DATA LISTING »
====

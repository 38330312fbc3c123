// src/error.rs

use axum::{
    Json,
    http::StatusCode,
    response::{IntoResponse, Response},
};
use serde_json::json;
use std::fmt;

/// Global Application Error Enum.
/// Centralizes error handling and mapping to HTTP responses.
#[derive(Debug)]
pub enum AppError {
    // 500 Internal Server Error (store unreachable or failing)
    InternalServerError(String),

    // 400 Bad Request
    BadRequest(String),

    // 404 Not Found
    NotFound(String),

    // 409 Conflict (e.g., duplicate article slug)
    Conflict(String),
}

impl AppError {
    pub fn missing_session() -> Self {
        AppError::BadRequest("Missing session ID".to_string())
    }
}

impl fmt::Display for AppError {
    fn fmt(&self, f: &mut fmt::Formatter<'_>) -> fmt::Result {
        write!(f, "{:?}", self)
    }
}

impl std::error::Error for AppError {}

/// Implements `IntoResponse` for `AppError`.
/// Converts the error into a JSON response with appropriate HTTP status code.
impl IntoResponse for AppError {
    fn into_response(self) -> Response {
        let (status, error_message) = match self {
            AppError::InternalServerError(msg) => {
                tracing::error!("Internal Server Error: {}", msg);
                (
                    StatusCode::INTERNAL_SERVER_ERROR,
                    "Internal Server Error".to_string(),
                )
            }
            AppError::BadRequest(msg) => (StatusCode::BAD_REQUEST, msg),
            AppError::NotFound(msg) => (StatusCode::NOT_FOUND, msg),
            AppError::Conflict(msg) => (StatusCode::CONFLICT, msg),
        };
        let body = Json(json!({
            "error": error_message,
        }));

        (status, body).into_response()
    }
}

/// Converts `sqlx::Error` into `AppError::InternalServerError`.
/// Allows using `?` operator on database queries.
impl From<sqlx::Error> for AppError {
    fn from(err: sqlx::Error) -> Self {
        AppError::InternalServerError(err.to_string())
    }
}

====

EXERCISE DIRECTIONS » What lines above hold the word "InternalServerError"? Pull each one out.

SOLVED EXERCISE »
    InternalServerError(String),
            AppError::InternalServerError(msg) => {
/// Converts `sqlx::Error` into `AppError::InternalServerError`.
        AppError::InternalServerError(err.to_string())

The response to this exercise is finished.